Repeat, exactly and alone, every line from the line that contains "is shutting down." to the end of the entries.

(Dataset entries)

....................

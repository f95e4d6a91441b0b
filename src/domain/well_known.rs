//! Well-known external types.
//!
//! Some platform types are not expanded structurally. Each entry maps a
//! `(package path, type name)` pair to a fixed synthetic record that the
//! downstream generator treats as an ordinary injectable record.

use super::ast::{AstNode, BuiltInKind, Record, StructProperty, TypeLiteralStruct};

#[derive(Debug, Clone, Copy, PartialEq, Eq)]
pub struct WellKnownField {
    pub name: &'static str,
    pub ty: BuiltInKind,
    pub optional: bool,
}

#[derive(Debug, Clone, Copy, PartialEq, Eq)]
pub struct WellKnownType {
    pub package: &'static str,
    pub name: &'static str,
    pub record_name: &'static str,
    pub record_path: &'static str,
    pub fields: &'static [WellKnownField],
}

impl WellKnownType {
    /// The synthetic definition registered in the program.
    pub fn record(&self) -> Record {
        Record {
            name: self.record_name.to_string(),
            path: self.record_path.to_string(),
            type_literal: TypeLiteralStruct {
                properties: self
                    .fields
                    .iter()
                    .map(|f| StructProperty {
                        name: f.name.to_string(),
                        ty: AstNode::BuiltIn(f.ty),
                        optional: f.optional,
                    })
                    .collect(),
            },
        }
    }
}

pub const WELL_KNOWN_TYPES: &[WellKnownType] = &[WellKnownType {
    package: "context",
    name: "Context",
    record_name: "GnzContext",
    record_path: "context",
    fields: &[WellKnownField {
        name: "token",
        ty: BuiltInKind::String,
        optional: true,
    }],
}];

pub fn lookup(package: Option<&str>, name: &str) -> Option<&'static WellKnownType> {
    let package = package?;
    WELL_KNOWN_TYPES
        .iter()
        .find(|t| t.package == package && t.name == name)
}

#[cfg(test)]
mod tests {
    use super::*;

    #[test]
    fn test_context_lookup() {
        let context = lookup(Some("context"), "Context").unwrap();
        assert_eq!(context.record_name, "GnzContext");

        let record = context.record();
        assert_eq!(record.path, "context");
        assert_eq!(record.type_literal.properties.len(), 1);
        let token = &record.type_literal.properties[0];
        assert_eq!(token.name, "token");
        assert_eq!(token.ty, AstNode::BuiltIn(BuiltInKind::String));
        assert!(token.optional);
    }

    #[test]
    fn test_lookup_requires_exact_package() {
        assert!(lookup(Some("example.com/context"), "Context").is_none());
        assert!(lookup(None, "Context").is_none());
        assert!(lookup(Some("context"), "CancelFunc").is_none());
    }
}
//! tether: detachable expect-style sessions on a pseudo-terminal.

use clap::Parser;
use std::fs::OpenOptions;
use std::io::{IsTerminal, Write};
use std::os::unix::fs::FileTypeExt;
use std::path::{Path, PathBuf};
use std::time::Instant;
use tether::cli::{Cli, Command, ErrorClass, GetArgs, SOCKET_ENV, SpawnArgs};
use tether::client::{Client, ClientError, Completion, default_socket_path};
use tether::interact::{InteractConfig, InteractError, run_interact};
use tether::protocol::{ErrorCode, ExpectFlags, PassRequest, Request, Subcommand};
use tether::pty::{self, ChildPty, SpawnOptions, terminal_size};
use tether::server::{self, ExitFlag, Policies, Server, Session};
use tracing::{error, info};
use tracing_subscriber::EnvFilter;

fn main() {
    let cli = Cli::parse();

    let filter = EnvFilter::try_from_default_env().unwrap_or_else(|_| {
        if cli.debug {
            EnvFilter::new("tether=debug")
        } else {
            EnvFilter::new("tether=warn")
        }
    });
    tracing_subscriber::fmt()
        .with_env_filter(filter)
        .with_writer(std::io::stderr)
        .init();

    let socket_path = cli.sock.clone().unwrap_or_else(default_socket_path);

    let code = match cli.command {
        Command::Spawn(args) => run_spawn(&socket_path, &args, cli.debug),
        Command::Chkerr { errno, is } => chkerr(errno, is),
        cmd => run_client(&socket_path, cmd),
    };
    std::process::exit(i32::from(code));
}

fn fatal(code: ErrorCode, message: impl std::fmt::Display) -> u8 {
    eprintln!("[ERROR] {message} ({})", code.name());
    code.exit_status()
}

fn chkerr(errno: i32, is: ErrorClass) -> u8 {
    let wanted = match is {
        ErrorClass::Eof => ErrorCode::Eof,
        ErrorClass::Timeout => ErrorCode::Timeout,
    };
    u8::from(errno != wanted.code())
}

fn run_spawn(socket_path: &Path, args: &SpawnArgs, debug: bool) -> u8 {
    if let Err(e) = args.validate() {
        return fatal(ErrorCode::Usage, e);
    }

    let logfile = match &args.logfile {
        Some(path) => {
            let opened = OpenOptions::new()
                .create(true)
                .write(true)
                .append(args.append)
                .truncate(!args.append)
                .open(path);
            match opened {
                Ok(file) => Some(file),
                Err(e) => {
                    return fatal(ErrorCode::System, format!("cannot open {}: {e}", path.display()));
                }
            }
        }
        None => None,
    };

    let winsize = if std::io::stdin().is_terminal() {
        terminal_size(libc::STDIN_FILENO)
    } else {
        None
    };

    let listener = match server::bind(socket_path) {
        Ok(listener) => listener,
        Err(e) => return fatal(ErrorCode::General, e),
    };

    if let Err(e) = tether::daemon::daemonize(debug) {
        std::fs::remove_file(socket_path).ok();
        return fatal(ErrorCode::System, format!("daemonize: {e}"));
    }

    let runtime = match tokio::runtime::Builder::new_current_thread().enable_all().build() {
        Ok(runtime) => runtime,
        Err(e) => {
            std::fs::remove_file(socket_path).ok();
            return fatal(ErrorCode::System, e);
        }
    };

    let policies = Policies {
        ttl: args.ttl.max(0),
        idle: args.idle.max(0),
        zombie_idle: args.zombie_idle,
        autowait: args.autowait,
        nonblock: args.discard,
        close_on_exit: args.close_on_exit,
        default_timeout: args.timeout,
    };
    let opts = SpawnOptions {
        nohup: args.nohup,
        term: args.term.clone(),
        winsize,
        unset_env: vec![SOCKET_ENV.to_string()],
    };

    let result = runtime.block_on(async {
        let exit_flag = ExitFlag::register().map_err(|e| format!("SIGCHLD handler: {e}"))?;
        let pty = pty::spawn(&args.cmd, &opts).map_err(|e| e.to_string())?;
        info!(pid = pty.pid(), cmd = ?args.cmd, "spawned child");
        if let Err(e) = nix::unistd::chdir("/") {
            tracing::warn!(error = %e, "chdir failed");
        }

        let mut session = Session::new(pty, policies, exit_flag, Instant::now());
        if let Some(file) = logfile {
            session = session.with_logfile(file);
        }
        let server = Server::new(socket_path.to_path_buf(), listener, session).map_err(|e| e.to_string())?;
        server.run().await.map_err(|e| e.to_string())
    });

    match result {
        Ok(_) => 0,
        Err(e) => {
            // stderr is /dev/null by now unless --debug
            std::fs::remove_file(socket_path).ok();
            error!("{e}");
            ErrorCode::System.exit_status()
        }
    }
}

/// What a client command does once connected.
enum Action {
    Request(Request),
    Get(GetArgs),
    Interact(InteractConfig),
}

fn action_for(cmd: Command) -> Result<Action, String> {
    let request = match cmd {
        Command::Expect(args) => args.request().map_err(|e| e.to_string())?,
        Command::Send(args) => Request::Send(args.payload().map_err(|e| e.to_string())?),
        Command::Interact { lookback, no_detach } => {
            return Ok(Action::Interact(InteractConfig { lookback, no_detach }));
        }
        Command::Wait => Request::Pass(PassRequest {
            subcommand: Subcommand::Wait,
            flags: ExpectFlags::EXIT,
            pattern: None,
            timeout: Some(-1),
            lookback: None,
        }),
        Command::ExpectOut { index } => Request::ExpectOut { index },
        Command::Close => Request::Close,
        Command::Kill { signal } => Request::Kill { signal },
        Command::Set(args) => args.request().map_err(|e| e.to_string())?,
        Command::Get(args) => return Ok(Action::Get(args)),
        Command::Spawn(_) | Command::Chkerr { .. } => {
            return Err("not a client command".to_string());
        }
    };
    Ok(Action::Request(request))
}

fn check_socket(path: &Path) -> Result<(), PathBuf> {
    match std::fs::metadata(path) {
        Ok(meta) if !meta.file_type().is_socket() => Err(path.to_path_buf()),
        _ => Ok(()),
    }
}

fn run_client(socket_path: &Path, cmd: Command) -> u8 {
    let action = match action_for(cmd) {
        Ok(action) => action,
        Err(e) => return fatal(ErrorCode::Usage, e),
    };
    if let Err(path) = check_socket(socket_path) {
        return fatal(ErrorCode::General, format!("not a socket file: {}", path.display()));
    }
    if matches!(action, Action::Interact(_)) && !std::io::stdin().is_terminal() {
        return fatal(ErrorCode::NoTty, "stdin is not a tty");
    }

    let runtime = match tokio::runtime::Builder::new_current_thread().enable_all().build() {
        Ok(runtime) => runtime,
        Err(e) => return fatal(ErrorCode::System, e),
    };
    let result = runtime.block_on(execute(socket_path, action));
    // stdin reads block a worker that would otherwise hold up shutdown
    runtime.shutdown_background();

    match result {
        Ok(code) => code,
        Err(e) => fatal(e.code(), e),
    }
}

/// Failures of a connected client command.
#[derive(Debug, thiserror::Error)]
enum CommandError {
    #[error("{0}")]
    Client(#[from] ClientError),

    #[error("{0}")]
    Interact(#[from] InteractError),

    #[error("cannot render session info: {0}")]
    Render(#[from] serde_json::Error),
}

impl CommandError {
    const fn code(&self) -> ErrorCode {
        match self {
            Self::Client(e) | Self::Interact(InteractError::Client(e)) => e.code(),
            Self::Interact(InteractError::NotATty) => ErrorCode::NoTty,
            Self::Interact(_) | Self::Render(_) => ErrorCode::System,
        }
    }
}

async fn execute(socket_path: &Path, action: Action) -> Result<u8, CommandError> {
    let client = Client::connect(socket_path).await?;
    let mut stdout = std::io::stdout();

    let completion = match action {
        Action::Request(request) => client.run(&request, &mut stdout).await?,
        Action::Interact(config) => run_interact(client, config).await?,
        Action::Get(args) => {
            let completion = client.run(&Request::Info, &mut stdout).await?;
            if let Completion::Info(info) = &completion {
                let text = args.render(info)?;
                stdout
                    .write_all(text.as_bytes())
                    .map_err(ClientError::Output)?;
            }
            completion
        }
    };

    if let Completion::Text(text) = &completion {
        stdout.write_all(text).map_err(ClientError::Output)?;
    }
    stdout.flush().map_err(ClientError::Output)?;
    Ok(completion.exit_code())
}

#[cfg(test)]
mod tests {
    use super::*;

    #[test]
    fn test_chkerr() {
        assert_eq!(chkerr(206, ErrorClass::Eof), 0);
        assert_eq!(chkerr(207, ErrorClass::Eof), 1);
        assert_eq!(chkerr(207, ErrorClass::Timeout), 0);
        assert_eq!(chkerr(0, ErrorClass::Timeout), 1);
    }

    #[test]
    fn test_check_socket() {
        let dir = tempfile::tempdir().unwrap();
        let file = dir.path().join("plain");
        std::fs::write(&file, b"").unwrap();
        assert_eq!(check_socket(&file), Err(file.clone()));
        assert_eq!(check_socket(&dir.path().join("missing")), Ok(()));
    }

    #[test]
    fn test_wait_request() {
        let Ok(Action::Request(Request::Pass(pass))) = action_for(Command::Wait) else {
            panic!("expected PASS");
        };
        assert_eq!(pass.subcommand, Subcommand::Wait);
        assert_eq!(pass.flags, ExpectFlags::EXIT);
        assert_eq!(pass.timeout, Some(-1));
    }
}
//! Session lifetime policies.
//!
//! Decides, once per loop iteration, whether the server should exit.

use std::time::{Duration, Instant};

/// Default expect timeout in seconds.
pub const DEFAULT_TIMEOUT: i32 = 10;

/// Lifetime and behavior settings of a session.
///
/// Durations are kept in the signed whole-second form they are configured
/// and reported in; non-positive TTL and idle values, and negative
/// zombie-idle values, disable the policy.
#[derive(Debug, Clone, PartialEq, Eq)]
pub struct Policies {
    pub ttl: i32,
    pub idle: i32,
    pub zombie_idle: i32,
    pub autowait: bool,
    /// Discard output while no client is attached instead of blocking the child.
    pub nonblock: bool,
    pub close_on_exit: bool,
    pub default_timeout: i32,
}

impl Default for Policies {
    fn default() -> Self {
        Self {
            ttl: 0,
            idle: 0,
            zombie_idle: -1,
            autowait: false,
            nonblock: false,
            close_on_exit: false,
            default_timeout: DEFAULT_TIMEOUT,
        }
    }
}

#[allow(clippy::cast_sign_loss)] // guarded by the sign checks of the callers
const fn secs(value: i32) -> Duration {
    Duration::from_secs(value as u64)
}

impl Policies {
    const fn ttl_limit(&self) -> Option<Duration> {
        if self.ttl > 0 { Some(secs(self.ttl)) } else { None }
    }

    const fn idle_limit(&self) -> Option<Duration> {
        if self.idle > 0 { Some(secs(self.idle)) } else { None }
    }

    const fn zombie_limit(&self) -> Option<Duration> {
        if self.zombie_idle >= 0 {
            Some(secs(self.zombie_idle))
        } else {
            None
        }
    }
}

/// Session state the policies look at.
#[derive(Debug, Clone, Copy)]
pub struct Snapshot {
    pub spawned_at: Instant,
    pub last_active: Instant,
    /// When the child was seen to exit.
    pub exited_at: Option<Instant>,
    /// A client has collected the exit status.
    pub waited: bool,
    pub pty_open: bool,
    pub connected: bool,
}

/// Why the server is shutting down.
#[derive(Debug, Clone, Copy, PartialEq, Eq)]
pub enum ExitReason {
    /// Exit status was delivered and the client is gone.
    Reaped,
    Autowait,
    ZombieIdle,
    Ttl,
    Idle,
}

impl std::fmt::Display for ExitReason {
    fn fmt(&self, f: &mut std::fmt::Formatter<'_>) -> std::fmt::Result {
        f.write_str(match self {
            Self::Reaped => "child reaped",
            Self::Autowait => "child exited (autowait)",
            Self::ZombieIdle => "zombie idle timeout",
            Self::Ttl => "ttl expired",
            Self::Idle => "idle timeout",
        })
    }
}

/// Decide whether the session should end, in precedence order.
///
/// Nothing fires while a client is connected.
#[must_use]
pub fn evaluate(policies: &Policies, state: &Snapshot, now: Instant) -> Option<ExitReason> {
    if state.connected {
        return None;
    }
    if state.waited {
        return Some(ExitReason::Reaped);
    }

    let zombie = state.exited_at.is_some() && !state.pty_open;
    if zombie && policies.autowait {
        return Some(ExitReason::Autowait);
    }

    let idle_for = now.saturating_duration_since(state.last_active);
    if let (Some(limit), Some(exited_at)) = (policies.zombie_limit(), state.exited_at)
        && zombie
        && idle_for > limit
        && now.saturating_duration_since(exited_at) > limit
    {
        return Some(ExitReason::ZombieIdle);
    }

    if let Some(limit) = policies.ttl_limit()
        && now.saturating_duration_since(state.spawned_at) > limit
    {
        return Some(ExitReason::Ttl);
    }

    if let Some(limit) = policies.idle_limit()
        && idle_for > limit
    {
        return Some(ExitReason::Idle);
    }

    None
}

....................

## [Task response]
/// Why the server is shutting down.
#[derive(Debug, Clone, Copy, PartialEq, Eq)]
pub enum ExitReason {
    /// Exit status was delivered and the client is gone.
    Reaped,
    Autowait,
    ZombieIdle,
    Ttl,
    Idle,
}

impl std::fmt::Display for ExitReason {
    fn fmt(&self, f: &mut std::fmt::Formatter<'_>) -> std::fmt::Result {
        f.write_str(match self {
            Self::Reaped => "child reaped",
            Self::Autowait => "child exited (autowait)",
            Self::ZombieIdle => "zombie idle timeout",
            Self::Ttl => "ttl expired",
            Self::Idle => "idle timeout",
        })
    }
}

/// Decide whether the session should end, in precedence order.
///
/// Nothing fires while a client is connected.
#[must_use]
pub fn evaluate(policies: &Policies, state: &Snapshot, now: Instant) -> Option<ExitReason> {
    if state.connected {
        return None;
    }
    if state.waited {
        return Some(ExitReason::Reaped);
    }

    let zombie = state.exited_at.is_some() && !state.pty_open;
    if zombie && policies.autowait {
        return Some(ExitReason::Autowait);
    }

    let idle_for = now.saturating_duration_since(state.last_active);
    if let (Some(limit), Some(exited_at)) = (policies.zombie_limit(), state.exited_at)
        && zombie
        && idle_for > limit
        && now.saturating_duration_since(exited_at) > limit
    {
        return Some(ExitReason::ZombieIdle);
    }

    if let Some(limit) = policies.ttl_limit()
        && now.saturating_duration_since(state.spawned_at) > limit
    {
        return Some(ExitReason::Ttl);
    }

    if let Some(limit) = policies.idle_limit()
        && idle_for > limit
    {
        return Some(ExitReason::Idle);
    }

    None
}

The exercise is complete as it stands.